Gave it to the sea



By Stephen Thom
- 10455 reads
The cut between these times was such that I thought it possible I was living in an afterlife.
In louder places we sat in filthy messes, plates and pots scattered about because neither of us felt like doing anything, ever.
'Why did you - why were you in the bedroom for so long this morning? I wanted to see you before I left.'
L. is hunched and grubby here too, a complement to the room around her. She is snivelling in a dressing gown. Her voice creeps me out.
'You can leave! You can just leave! You don't need to see me, be with me, every second you're here!'
I am on my knees now, patting her arm. I nudge an ashtray out of the way to settle further; settle into a nest of fag-ends, and enjoy the black smudge on my trousers.
'Easy.'
'I just like to get ready by myself!'
The door had been shut, and I knew she had pushed the sofa against it, because I'd thrown the key away.
'Easy, L, L, easy. I just want to see you before I leave, that's all. That's nice, isn't it? That I would want to.'
She spits at me and I jerk upright and pace around the coffee table, crunching over newspapers and spoons and forks.
'That I won't tolerate. That I won't stand for. This is what we wanted, isn't it? This is what we wanted! Look, I understand, I - it's the house, isn't it? It would get anyone-'
She is digging the heel of her palms into her eyes. Her hair looks like black, greasy seaweed.
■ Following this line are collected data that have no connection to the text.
//! Unified error types for chatscrub.
//!
//! One [`ChatscrubError`] enum covers every failure the library can surface.
//!
//! # Error Handling Philosophy
//!
//! - **Fatal/structural** problems (missing file, empty file, invalid JSON,
//!   missing required export fields) are typed variants propagated to the
//!   caller; processing halts for that file.
//! - **Degraded/local** problems (one bad timestamp, one malformed entity,
//!   one unsupported record) never appear here — the parser skips the unit
//!   and logs a warning instead.
//! - **Configuration** problems (unknown approach, out-of-range level) are
//!   raised by the strategy factory before any data is touched.

use std::io;
use std::path::PathBuf;

use thiserror::Error;

/// A specialized [`Result`] type for chatscrub operations.
pub type Result<T> = std::result::Result<T, ChatscrubError>;

/// The error type for all chatscrub operations.
#[derive(Debug, Error)]
#[non_exhaustive]
pub enum ChatscrubError {
    /// An I/O error occurred, typically a missing or unreadable input file.
    #[error("IO error: {0}")]
    Io(#[from] io::Error),

    /// The decoded export text is not parseable JSON.
    #[error("Failed to parse Telegram export{}: {source}", path.as_ref().map(|p| format!(" (file: {})", p.display())).unwrap_or_default())]
    Parse {
        #[source]
        source: serde_json::Error,
        /// The file path, if available.
        path: Option<PathBuf>,
    },

    /// The JSON is valid but does not have the shape of a Telegram export.
    ///
    /// Raised when the top-level `name`, `type`, `id`, or `messages` fields
    /// are missing, or when `messages` is empty or its first entry has no id.
    #[error("Invalid Telegram export format: {message}")]
    InvalidFormat {
        /// Description of what's wrong.
        message: String,
    },

    /// The input was empty.
    #[error("Empty export: {origin}")]
    EmptyExport {
        /// Provenance of the empty input.
        origin: String,
    },

    /// The cleaning approach name is not one of privacy, size, context.
    #[error("Unknown cleaning approach: '{input}'. Expected one of: privacy, size, context")]
    UnknownApproach {
        /// The rejected approach name.
        input: String,
    },

    /// The cleaning level is outside 1..=3.
    #[error("Invalid cleaning level: {input}. Must be 1, 2, or 3")]
    InvalidLevel {
        /// The rejected level.
        input: u8,
    },
}

impl From<serde_json::Error> for ChatscrubError {
    fn from(err: serde_json::Error) -> Self {
        ChatscrubError::Parse {
            source: err,
            path: None,
        }
    }
}

// ============================================================================
// Convenience constructors
// ============================================================================

impl ChatscrubError {
    /// Creates a parse error with an optional file path for context.
    pub fn parse(source: serde_json::Error, path: Option<PathBuf>) -> Self {
        ChatscrubError::Parse { source, path }
    }

    /// Creates an invalid format error.
    pub fn invalid_format(message: impl Into<String>) -> Self {
        ChatscrubError::InvalidFormat {
            message: message.into(),
        }
    }

    /// Creates an empty export error.
    pub fn empty_export(origin: impl Into<String>) -> Self {
        ChatscrubError::EmptyExport {
            origin: origin.into(),
        }
    }

    /// Creates an unknown approach error.
    pub fn unknown_approach(input: impl Into<String>) -> Self {
        ChatscrubError::UnknownApproach {
            input: input.into(),
        }
    }

    /// Creates an invalid level error.
    pub fn invalid_level(input: u8) -> Self {
        ChatscrubError::InvalidLevel { input }
    }

    /// Returns `true` if this is an IO error.
    pub fn is_io(&self) -> bool {
        matches!(self, ChatscrubError::Io(_))
    }

    /// Returns `true` if this is a JSON parse error.
    pub fn is_parse(&self) -> bool {
        matches!(self, ChatscrubError::Parse { .. })
    }

    /// Returns `true` if this is an invalid format or empty export error.
    pub fn is_invalid_format(&self) -> bool {
        matches!(
            self,
            ChatscrubError::InvalidFormat { .. } | ChatscrubError::EmptyExport { .. }
        )
    }

    /// Returns `true` if this is a configuration error (approach or level).
    pub fn is_config(&self) -> bool {
        matches!(
            self,
            ChatscrubError::UnknownApproach { .. } | ChatscrubError::InvalidLevel { .. }
        )
    }
}

#[cfg(test)]
mod tests {
    use super::*;

    #[test]
    fn test_io_error_display() {
        let io_err = io::Error::new(io::ErrorKind::NotFound, "file not found");
        let err = ChatscrubError::from(io_err);
        let display = err.to_string();
        assert!(display.contains("IO error"));
        assert!(display.contains("file not found"));
    }

    #[test]
    fn test_parse_error_with_path() {
        let json_err = serde_json::from_str::<serde_json::Value>("invalid").unwrap_err();
        let err = ChatscrubError::parse(json_err, Some(PathBuf::from("/path/to/export.json")));
        let display = err.to_string();
        assert!(display.contains("Telegram export"));
        assert!(display.contains("/path/to/export.json"));
    }

    #[test]
    fn test_parse_error_without_path() {
        let json_err = serde_json::from_str::<serde_json::Value>("{").unwrap_err();
        let err = ChatscrubError::from(json_err);
        assert!(err.is_parse());
        assert!(!err.to_string().contains("file:"));
    }

    #[test]
    fn test_invalid_format_display() {
        let err = ChatscrubError::invalid_format("missing 'messages' array");
        assert!(err.to_string().contains("missing 'messages' array"));
        assert!(err.is_invalid_format());
    }

    #[test]
    fn test_config_errors() {
        let err = ChatscrubError::unknown_approach("compression");
        assert!(err.is_config());
        assert!(err.to_string().contains("compression"));
        assert!(err.to_string().contains("privacy, size, context"));

        let err = ChatscrubError::invalid_level(4);
        assert!(err.is_config());
        assert!(err.to_string().contains("4"));
        assert!(err.to_string().contains("1, 2, or 3"));
    }

    #[test]
    fn test_empty_export_display() {
        let err = ChatscrubError::empty_export("chat.json");
        assert!(err.is_invalid_format());
        assert!(err.to_string().contains("chat.json"));
    }

    #[test]
    fn test_empty_export_carries_no_error_source() {
        use std::error::Error;
        // The provenance string is plain context, not a wrapped error.
        let err = ChatscrubError::empty_export("input.json");
        assert!(err.source().is_none());
        assert!(err.to_string().contains("input.json"));
    }

    #[test]
    fn test_error_source_chain() {
        use std::error::Error;
        let io_err = io::Error::new(io::ErrorKind::PermissionDenied, "access denied");
        let err = ChatscrubError::from(io_err);
        assert!(err.source().is_some());

        let json_err = serde_json::from_str::<serde_json::Value>("nope").unwrap_err();
        let err = ChatscrubError::parse(json_err, None);
        assert!(err.source().is_some());
    }

    #[test]
    fn test_is_methods_are_exclusive() {
        let io_err = ChatscrubError::Io(io::Error::new(io::ErrorKind::NotFound, ""));
        assert!(io_err.is_io());
        assert!(!io_err.is_parse());
        assert!(!io_err.is_invalid_format());
        assert!(!io_err.is_config());
    }
}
'Are you listening to me? Are you listening, L? Why don't we clean anymore?'
She screams and lunges forward, pebble eyes bursting deep in their sockets. I motion another set calming gesture, but I don't really know what I'm doing, and she flings a cup of coffee at my face. I still have my fingers splayed - as if to press calm into the room - as it burns my cheek skin.
The cut between these times was such that I thought it possible I was living in an afterlife.
*
The water slid around my neck and bobbed against my chin as I moved forward. Thin grey sheets moved and broke into each other as far as I could see, shifting and colliding in intermittent white peaks. The soft rustle nursed my ears and augmented the simmering throb that built on such days; hundreds of tiny ants scratching and piling behind my forehead, grouping into a burrowing forest on the inside of my skull.
I dipped my head beneath the waves and took in the wash of muddy blue-black shapes and when I rose again I felt released. The sky was pale - everything here was pale, and we were always getting used to different sets of colours. I was always getting used to different sets of colours. This wan stretch bled into the distance and spread against the sharp jut of black cliff swelling at the end of the beach. I detested the hulking blocks of black as I detested anything that real and set, and I knew then that time was short and L. would be waiting for our breakfast.
I slid a small penknife out of my shorts and cut a little nick in my forearm to give something to the water, because it frisked around my neck and looked troubled today. I watched the bright dribble cloud into the whole and slow-walked through the waves, back towards the beach. The water felt calmer and appreciative of its gift. Respect is reciprocal.
The arc of grey sky hung like a thick net and slipped into the paper sand of the beach. I followed the same path back to the beach I had followed every day in the seven years we had been here. Quiet and still were everything now and quiet and still claimed the beach and the stubbled fields beyond and beyond them I did not care. Our time was the most important thing, and people said that time makes fools of us all - but in our new life it bent to our wishes and died on the breaking waves, impaled finally upon the clifftops.
I stopped in front of the house and, collecting my stick from its place under the window, scratched out three lines in a circle around the door. It was the best procedure - the first two were for us, and the third was the strongest. Then, as I was still feeling uncertain as to the water's whims, I urinated in the lines, for extra protection.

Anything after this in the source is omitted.